Continuing this month’s survey of Books Read, here are a few more entries:
- Poetry book competition winners, mostly. Mary Biddinger, Prairie Fever (Steel Toe); Chuck Carlisle, A Broken Escalator Still Isn’t the Stairs (Concrete Wolf); Mark Conway, Any Holy City (Silverfish); Becky Gould Gibson, Need-Fire (Bright Hill); Michelle Gillett, The Green Cottage (Ledge); Noah Eli Gordon, Acoustic Experience (Pavement Saw); Jason Irwin, Watering the Dead (Pavement Saw); Joshua Kryah, Glean (Nightboat); Rachael Lyon, The Normal Heart and How It Works (White Eagle Coffee Store); Dawn Lundy Martin, Discipline (Nightboat); Rusty Morrison, The True Keeps Calm Biding Its Story (Ahsanta); Heather Aimee O’Neill, Memory Future (Gold Line); Simon Ortiz, From Sand Creek (Arizona); Pitt Poetry Series, New and Selected 2012; Liz Robbins, Play Button (Cider Press Review); Jonathan Thirkield, The Waker’s Corridor (Louisiana State); Cider Press Review, Vol. 12; Slipstream, No. 31. By and large, how dreadful – even meaningless or worse, false – I find these hermetic works of creative writing MFAs, often incestuously selected by associate professors of creative writing or literature. Far from finding anything I might wish I had written, I’m instead left grasping at straws for anything I might even admire – even a single line or stanza seems elusive. On top of it, the pervasive anti-Christian invective in many seems to amplify the shallowness of much of any thought running through these – often, there’s only a vague link to the title. And all of these similes! Admittedly, many of these are gorgeously produced – their covers, especially. So what I’m keeping, this round: Need-Fire, with its impeccable scholarship of early Christianity in England and its lovely reconstruction of early English verse; Glean, with its lacy evocations. Ortiz remains in a class by himself.

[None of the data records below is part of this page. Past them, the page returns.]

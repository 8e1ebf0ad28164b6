//! Judgment-backed search term planning.

use std::collections::HashSet;
use std::sync::Arc;

use async_trait::async_trait;
use serde_json::Value;
use tracing::{info, instrument, warn};

use bitfunnel_judgment::{JudgmentClient, JudgmentRequest, ResponseShape, submit_structured};
use bitfunnel_shared::{Result, StageSettings, TermPlanner};

use crate::prompts;

/// Asks the judgment service for search queries.
pub struct QueryPlanner {
    client: Arc<dyn JudgmentClient>,
    settings: StageSettings,
}

impl QueryPlanner {
    pub fn new(client: Arc<dyn JudgmentClient>, settings: StageSettings) -> Self {
        Self { client, settings }
    }
}

#[async_trait]
impl TermPlanner for QueryPlanner {
    /// Unique, trimmed terms in reply order. A failed call plans nothing.
    #[instrument(skip_all)]
    async fn plan(&self, query: &str) -> Result<Vec<String>> {
        let request = JudgmentRequest::new(
            prompts::PLANNING_SYSTEM,
            prompts::planning(query),
            ResponseShape::Object,
            &self.settings,
        );

        let value = match submit_structured(self.client.as_ref(), &request).await {
            Ok(value) => value,
            Err(e) => {
                warn!(error = %e, "query planning failed");
                return Ok(Vec::new());
            }
        };

        let mut seen = HashSet::new();
        let terms: Vec<String> = value
            .get("search_queries")
            .and_then(Value::as_array)
            .map(|list| {
                list.iter()
                    .filter_map(Value::as_str)
                    .map(str::trim)
                    .filter(|t| !t.is_empty() && seen.insert(t.to_string()))
                    .map(String::from)
                    .collect()
            })
            .unwrap_or_default();

        info!(terms = terms.len(), "search terms planned");
        Ok(terms)
    }
}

- Albert Goldbarth: Heaven and Earth. Wonderful collection (poems).
- Poetry, December 2011-April 2012. Catching up! Some good work by Dan Beachy-Quick, Dick Allen, and Linda Kunhardt (December), varied responses to prayer and faith (“One Whole Voice,” February), Marina Tsvetaeva plus Kabbalah-influenced work (March).
- American Poetry Review, March-April 2012. No keepers, apart from an essay on metaphor.
- George Fox: Book of Miracles. A reconstruction of pastoral work by Fox, with extensive introduction looking at the expectation of miracles and providences at the time.
- Evelyn Underhill: Abba. A close gloss on the Lord’s Prayer and its radical implications.